#### Records to use ####
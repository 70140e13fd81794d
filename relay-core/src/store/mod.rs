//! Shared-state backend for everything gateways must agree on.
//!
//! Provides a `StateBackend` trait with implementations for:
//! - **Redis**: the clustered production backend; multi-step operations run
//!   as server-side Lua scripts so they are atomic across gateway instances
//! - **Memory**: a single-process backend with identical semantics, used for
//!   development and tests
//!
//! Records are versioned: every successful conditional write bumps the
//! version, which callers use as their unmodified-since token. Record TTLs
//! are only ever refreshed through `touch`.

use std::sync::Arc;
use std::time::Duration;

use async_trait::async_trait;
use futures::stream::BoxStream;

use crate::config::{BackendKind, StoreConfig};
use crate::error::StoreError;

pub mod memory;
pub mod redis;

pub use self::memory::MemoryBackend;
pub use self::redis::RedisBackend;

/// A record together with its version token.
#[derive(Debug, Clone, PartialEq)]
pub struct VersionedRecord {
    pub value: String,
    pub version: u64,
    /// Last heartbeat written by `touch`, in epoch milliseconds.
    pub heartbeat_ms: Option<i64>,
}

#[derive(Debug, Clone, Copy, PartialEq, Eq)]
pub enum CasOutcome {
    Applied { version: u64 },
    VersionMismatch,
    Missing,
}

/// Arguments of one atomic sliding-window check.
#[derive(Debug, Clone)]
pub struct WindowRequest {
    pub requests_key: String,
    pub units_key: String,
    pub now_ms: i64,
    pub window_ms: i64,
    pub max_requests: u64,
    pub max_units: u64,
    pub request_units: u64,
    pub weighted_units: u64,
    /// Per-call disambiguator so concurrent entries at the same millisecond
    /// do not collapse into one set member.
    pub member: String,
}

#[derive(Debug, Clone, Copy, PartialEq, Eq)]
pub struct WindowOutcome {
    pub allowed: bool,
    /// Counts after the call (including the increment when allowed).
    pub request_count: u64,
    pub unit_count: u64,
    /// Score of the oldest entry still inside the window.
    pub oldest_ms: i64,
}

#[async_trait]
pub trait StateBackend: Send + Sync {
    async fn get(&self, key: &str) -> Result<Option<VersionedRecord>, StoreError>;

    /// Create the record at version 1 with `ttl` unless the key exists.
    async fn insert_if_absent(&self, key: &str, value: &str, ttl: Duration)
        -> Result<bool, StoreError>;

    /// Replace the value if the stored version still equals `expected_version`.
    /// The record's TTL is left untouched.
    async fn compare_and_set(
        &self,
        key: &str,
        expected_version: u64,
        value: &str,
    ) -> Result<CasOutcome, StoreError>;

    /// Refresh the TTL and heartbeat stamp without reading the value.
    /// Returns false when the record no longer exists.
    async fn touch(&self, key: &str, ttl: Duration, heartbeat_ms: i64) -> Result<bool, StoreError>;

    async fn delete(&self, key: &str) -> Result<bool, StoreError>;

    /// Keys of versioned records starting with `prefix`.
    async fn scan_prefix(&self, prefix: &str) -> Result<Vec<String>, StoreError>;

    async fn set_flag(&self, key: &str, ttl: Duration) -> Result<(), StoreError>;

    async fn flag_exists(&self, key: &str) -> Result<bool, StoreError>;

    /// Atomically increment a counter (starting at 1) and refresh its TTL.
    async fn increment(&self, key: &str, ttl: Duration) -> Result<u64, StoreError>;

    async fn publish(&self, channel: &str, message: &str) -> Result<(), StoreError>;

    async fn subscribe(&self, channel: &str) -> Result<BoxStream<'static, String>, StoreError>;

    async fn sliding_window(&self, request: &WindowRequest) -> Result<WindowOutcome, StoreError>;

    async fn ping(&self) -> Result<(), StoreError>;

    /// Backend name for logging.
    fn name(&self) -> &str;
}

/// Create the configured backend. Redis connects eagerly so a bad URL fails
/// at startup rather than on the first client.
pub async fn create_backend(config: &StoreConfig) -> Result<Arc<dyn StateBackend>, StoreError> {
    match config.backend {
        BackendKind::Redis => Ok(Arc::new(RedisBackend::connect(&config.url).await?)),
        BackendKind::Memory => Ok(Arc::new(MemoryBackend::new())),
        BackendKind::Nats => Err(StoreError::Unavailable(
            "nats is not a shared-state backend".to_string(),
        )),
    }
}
####
#### Records to use ####
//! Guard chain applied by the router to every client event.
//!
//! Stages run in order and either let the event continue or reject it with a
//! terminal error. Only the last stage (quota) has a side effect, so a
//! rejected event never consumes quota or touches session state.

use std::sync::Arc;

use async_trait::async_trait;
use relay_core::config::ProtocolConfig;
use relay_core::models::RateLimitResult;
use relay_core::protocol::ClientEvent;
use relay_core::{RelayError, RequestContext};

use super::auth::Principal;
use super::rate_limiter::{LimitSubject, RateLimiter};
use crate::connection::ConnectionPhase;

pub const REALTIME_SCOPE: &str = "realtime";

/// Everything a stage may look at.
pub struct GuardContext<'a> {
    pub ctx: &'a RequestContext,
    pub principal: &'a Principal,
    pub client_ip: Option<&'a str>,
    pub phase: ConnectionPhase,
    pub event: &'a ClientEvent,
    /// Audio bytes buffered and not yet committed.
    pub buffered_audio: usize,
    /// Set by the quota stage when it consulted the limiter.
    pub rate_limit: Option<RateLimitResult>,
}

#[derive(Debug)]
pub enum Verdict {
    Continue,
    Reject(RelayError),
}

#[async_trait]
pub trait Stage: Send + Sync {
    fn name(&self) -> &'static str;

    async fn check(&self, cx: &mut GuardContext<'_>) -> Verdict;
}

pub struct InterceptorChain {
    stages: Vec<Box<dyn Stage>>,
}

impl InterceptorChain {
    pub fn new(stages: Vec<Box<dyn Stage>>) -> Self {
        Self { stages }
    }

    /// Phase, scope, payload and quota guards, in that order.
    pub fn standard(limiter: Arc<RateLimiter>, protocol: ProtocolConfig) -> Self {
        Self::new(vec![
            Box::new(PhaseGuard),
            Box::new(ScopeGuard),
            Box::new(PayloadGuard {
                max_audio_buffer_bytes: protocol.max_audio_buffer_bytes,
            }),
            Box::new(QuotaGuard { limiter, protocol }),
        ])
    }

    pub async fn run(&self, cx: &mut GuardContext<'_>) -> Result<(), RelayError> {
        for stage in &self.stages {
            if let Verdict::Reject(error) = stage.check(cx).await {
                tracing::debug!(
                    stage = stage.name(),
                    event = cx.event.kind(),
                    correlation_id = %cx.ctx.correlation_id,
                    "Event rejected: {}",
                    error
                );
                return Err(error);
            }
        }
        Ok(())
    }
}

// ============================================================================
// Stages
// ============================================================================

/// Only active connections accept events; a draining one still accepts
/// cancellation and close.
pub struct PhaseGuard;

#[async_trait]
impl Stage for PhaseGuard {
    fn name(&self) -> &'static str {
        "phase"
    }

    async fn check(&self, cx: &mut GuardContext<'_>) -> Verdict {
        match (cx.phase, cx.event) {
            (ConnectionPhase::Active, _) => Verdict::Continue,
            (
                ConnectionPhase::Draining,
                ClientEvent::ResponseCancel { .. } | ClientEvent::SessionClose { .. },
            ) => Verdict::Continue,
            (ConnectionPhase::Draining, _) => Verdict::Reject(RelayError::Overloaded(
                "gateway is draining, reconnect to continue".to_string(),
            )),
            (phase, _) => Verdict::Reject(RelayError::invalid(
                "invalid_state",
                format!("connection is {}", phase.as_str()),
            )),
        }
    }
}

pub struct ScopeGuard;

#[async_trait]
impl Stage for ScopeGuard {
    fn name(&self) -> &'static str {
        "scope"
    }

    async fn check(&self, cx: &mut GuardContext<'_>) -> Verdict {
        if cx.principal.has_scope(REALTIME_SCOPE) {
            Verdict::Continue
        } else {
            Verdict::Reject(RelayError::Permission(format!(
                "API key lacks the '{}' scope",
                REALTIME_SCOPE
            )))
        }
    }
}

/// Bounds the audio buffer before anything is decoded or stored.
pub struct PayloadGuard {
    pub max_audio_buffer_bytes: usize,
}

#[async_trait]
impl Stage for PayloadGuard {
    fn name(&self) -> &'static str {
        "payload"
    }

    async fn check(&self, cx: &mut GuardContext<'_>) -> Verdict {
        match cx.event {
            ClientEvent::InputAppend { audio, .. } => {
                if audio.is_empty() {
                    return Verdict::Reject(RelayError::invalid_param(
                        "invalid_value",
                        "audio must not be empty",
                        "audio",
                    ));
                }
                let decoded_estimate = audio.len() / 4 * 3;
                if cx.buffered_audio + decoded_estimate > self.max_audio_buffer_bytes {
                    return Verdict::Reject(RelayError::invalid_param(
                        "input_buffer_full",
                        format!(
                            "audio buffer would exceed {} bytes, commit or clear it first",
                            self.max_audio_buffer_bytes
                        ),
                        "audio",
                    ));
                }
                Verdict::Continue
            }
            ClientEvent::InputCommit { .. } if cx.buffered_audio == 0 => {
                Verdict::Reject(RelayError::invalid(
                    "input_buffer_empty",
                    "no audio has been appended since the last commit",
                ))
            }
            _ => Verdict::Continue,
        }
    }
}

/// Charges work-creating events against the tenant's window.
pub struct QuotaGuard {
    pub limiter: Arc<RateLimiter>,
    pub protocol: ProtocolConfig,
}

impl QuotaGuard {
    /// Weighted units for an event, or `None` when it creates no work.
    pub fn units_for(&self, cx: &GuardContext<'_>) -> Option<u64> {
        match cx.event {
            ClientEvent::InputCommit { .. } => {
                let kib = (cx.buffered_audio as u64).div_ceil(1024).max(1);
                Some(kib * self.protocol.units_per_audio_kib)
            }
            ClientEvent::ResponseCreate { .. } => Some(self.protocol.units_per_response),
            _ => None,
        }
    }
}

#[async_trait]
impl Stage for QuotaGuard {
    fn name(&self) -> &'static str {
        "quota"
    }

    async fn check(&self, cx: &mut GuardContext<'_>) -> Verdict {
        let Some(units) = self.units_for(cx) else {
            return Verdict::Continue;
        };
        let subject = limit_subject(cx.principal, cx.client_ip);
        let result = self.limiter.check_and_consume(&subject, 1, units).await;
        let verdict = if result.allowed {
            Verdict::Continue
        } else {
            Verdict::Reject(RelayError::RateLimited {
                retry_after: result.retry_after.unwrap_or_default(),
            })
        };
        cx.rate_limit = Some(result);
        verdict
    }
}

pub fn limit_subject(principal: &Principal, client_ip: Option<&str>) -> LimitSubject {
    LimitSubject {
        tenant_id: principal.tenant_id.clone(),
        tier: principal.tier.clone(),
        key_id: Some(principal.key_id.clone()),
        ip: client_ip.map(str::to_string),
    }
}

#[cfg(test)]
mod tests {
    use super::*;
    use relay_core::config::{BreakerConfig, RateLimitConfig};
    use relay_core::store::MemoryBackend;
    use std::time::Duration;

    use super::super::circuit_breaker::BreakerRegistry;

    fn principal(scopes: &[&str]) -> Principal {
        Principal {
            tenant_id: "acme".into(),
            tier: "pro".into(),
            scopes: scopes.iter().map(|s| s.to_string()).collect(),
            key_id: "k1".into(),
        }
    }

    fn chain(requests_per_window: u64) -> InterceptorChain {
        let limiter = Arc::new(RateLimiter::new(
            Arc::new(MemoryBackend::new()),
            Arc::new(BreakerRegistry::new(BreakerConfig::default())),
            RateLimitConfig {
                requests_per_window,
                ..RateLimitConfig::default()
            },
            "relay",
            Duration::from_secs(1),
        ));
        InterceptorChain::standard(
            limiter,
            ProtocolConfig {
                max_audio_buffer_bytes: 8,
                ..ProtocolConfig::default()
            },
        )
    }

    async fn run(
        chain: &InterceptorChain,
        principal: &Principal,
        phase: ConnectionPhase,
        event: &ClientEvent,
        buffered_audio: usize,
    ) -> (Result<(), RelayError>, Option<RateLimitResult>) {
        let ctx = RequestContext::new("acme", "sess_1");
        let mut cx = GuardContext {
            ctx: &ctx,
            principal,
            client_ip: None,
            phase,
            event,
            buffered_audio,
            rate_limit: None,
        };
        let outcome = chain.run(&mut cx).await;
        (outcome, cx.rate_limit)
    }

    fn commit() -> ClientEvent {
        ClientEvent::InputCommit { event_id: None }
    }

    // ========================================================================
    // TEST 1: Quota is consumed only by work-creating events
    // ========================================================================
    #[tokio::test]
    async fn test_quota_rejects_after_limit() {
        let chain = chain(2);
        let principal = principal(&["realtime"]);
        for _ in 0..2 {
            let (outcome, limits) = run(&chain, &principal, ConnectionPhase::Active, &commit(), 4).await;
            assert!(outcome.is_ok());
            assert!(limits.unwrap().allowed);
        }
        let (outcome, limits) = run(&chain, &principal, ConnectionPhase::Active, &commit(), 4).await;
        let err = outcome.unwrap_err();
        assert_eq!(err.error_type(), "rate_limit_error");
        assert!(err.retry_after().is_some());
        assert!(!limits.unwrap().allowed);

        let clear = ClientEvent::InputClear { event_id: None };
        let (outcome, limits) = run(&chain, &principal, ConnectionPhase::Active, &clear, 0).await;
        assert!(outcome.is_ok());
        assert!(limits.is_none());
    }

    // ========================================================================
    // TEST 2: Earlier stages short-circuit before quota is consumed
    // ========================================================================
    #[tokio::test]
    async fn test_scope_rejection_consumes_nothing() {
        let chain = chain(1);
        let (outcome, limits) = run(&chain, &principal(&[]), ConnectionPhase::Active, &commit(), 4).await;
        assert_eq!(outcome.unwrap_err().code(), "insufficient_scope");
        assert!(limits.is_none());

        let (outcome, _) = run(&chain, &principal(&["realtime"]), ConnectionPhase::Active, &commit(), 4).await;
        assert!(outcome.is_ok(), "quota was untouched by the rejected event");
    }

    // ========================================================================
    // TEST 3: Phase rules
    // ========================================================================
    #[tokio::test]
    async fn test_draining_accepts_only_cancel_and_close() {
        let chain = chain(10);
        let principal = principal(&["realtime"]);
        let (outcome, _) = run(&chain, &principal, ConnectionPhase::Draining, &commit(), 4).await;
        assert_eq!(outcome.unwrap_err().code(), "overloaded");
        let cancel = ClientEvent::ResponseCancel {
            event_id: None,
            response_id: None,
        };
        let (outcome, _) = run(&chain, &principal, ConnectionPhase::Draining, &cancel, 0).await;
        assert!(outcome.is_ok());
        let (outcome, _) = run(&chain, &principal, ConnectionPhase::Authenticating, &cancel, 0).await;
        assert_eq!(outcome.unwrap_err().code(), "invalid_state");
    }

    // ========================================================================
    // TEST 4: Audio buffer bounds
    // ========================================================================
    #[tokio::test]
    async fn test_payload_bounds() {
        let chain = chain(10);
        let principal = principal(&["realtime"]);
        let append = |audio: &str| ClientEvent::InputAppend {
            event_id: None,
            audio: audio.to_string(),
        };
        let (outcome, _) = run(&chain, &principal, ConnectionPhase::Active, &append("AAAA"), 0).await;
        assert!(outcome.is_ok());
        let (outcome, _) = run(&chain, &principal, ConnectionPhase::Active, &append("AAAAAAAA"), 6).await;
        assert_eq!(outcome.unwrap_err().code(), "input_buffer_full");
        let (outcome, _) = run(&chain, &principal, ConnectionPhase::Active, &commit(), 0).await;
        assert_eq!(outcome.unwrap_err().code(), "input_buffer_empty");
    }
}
####
#### What needs to be done:
A word-for-word copy of the lines above from the one with "repository 70140e13fd81794d" through the one with "inside the window.", inclusive, is the only output wanted.

#### Response to this exercise:
repository 70140e13fd81794d
filename relay-core/src/store/mod.rs
//! Shared-state backend for everything gateways must agree on.
//!
//! Provides a `StateBackend` trait with implementations for:
//! - **Redis**: the clustered production backend; multi-step operations run
//!   as server-side Lua scripts so they are atomic across gateway instances
//! - **Memory**: a single-process backend with identical semantics, used for
//!   development and tests
//!
//! Records are versioned: every successful conditional write bumps the
//! version, which callers use as their unmodified-since token. Record TTLs
//! are only ever refreshed through `touch`.

use std::sync::Arc;
use std::time::Duration;

use async_trait::async_trait;
use futures::stream::BoxStream;

use crate::config::{BackendKind, StoreConfig};
use crate::error::StoreError;

pub mod memory;
pub mod redis;

pub use self::memory::MemoryBackend;
pub use self::redis::RedisBackend;

/// A record together with its version token.
#[derive(Debug, Clone, PartialEq)]
pub struct VersionedRecord {
    pub value: String,
    pub version: u64,
    /// Last heartbeat written by `touch`, in epoch milliseconds.
    pub heartbeat_ms: Option<i64>,
}

#[derive(Debug, Clone, Copy, PartialEq, Eq)]
pub enum CasOutcome {
    Applied { version: u64 },
    VersionMismatch,
    Missing,
}

/// Arguments of one atomic sliding-window check.
#[derive(Debug, Clone)]
pub struct WindowRequest {
    pub requests_key: String,
    pub units_key: String,
    pub now_ms: i64,
    pub window_ms: i64,
    pub max_requests: u64,
    pub max_units: u64,
    pub request_units: u64,
    pub weighted_units: u64,
    /// Per-call disambiguator so concurrent entries at the same millisecond
    /// do not collapse into one set member.
    pub member: String,
}

#[derive(Debug, Clone, Copy, PartialEq, Eq)]
pub struct WindowOutcome {
    pub allowed: bool,
    /// Counts after the call (including the increment when allowed).
    pub request_count: u64,
    pub unit_count: u64,
    /// Score of the oldest entry still inside the window.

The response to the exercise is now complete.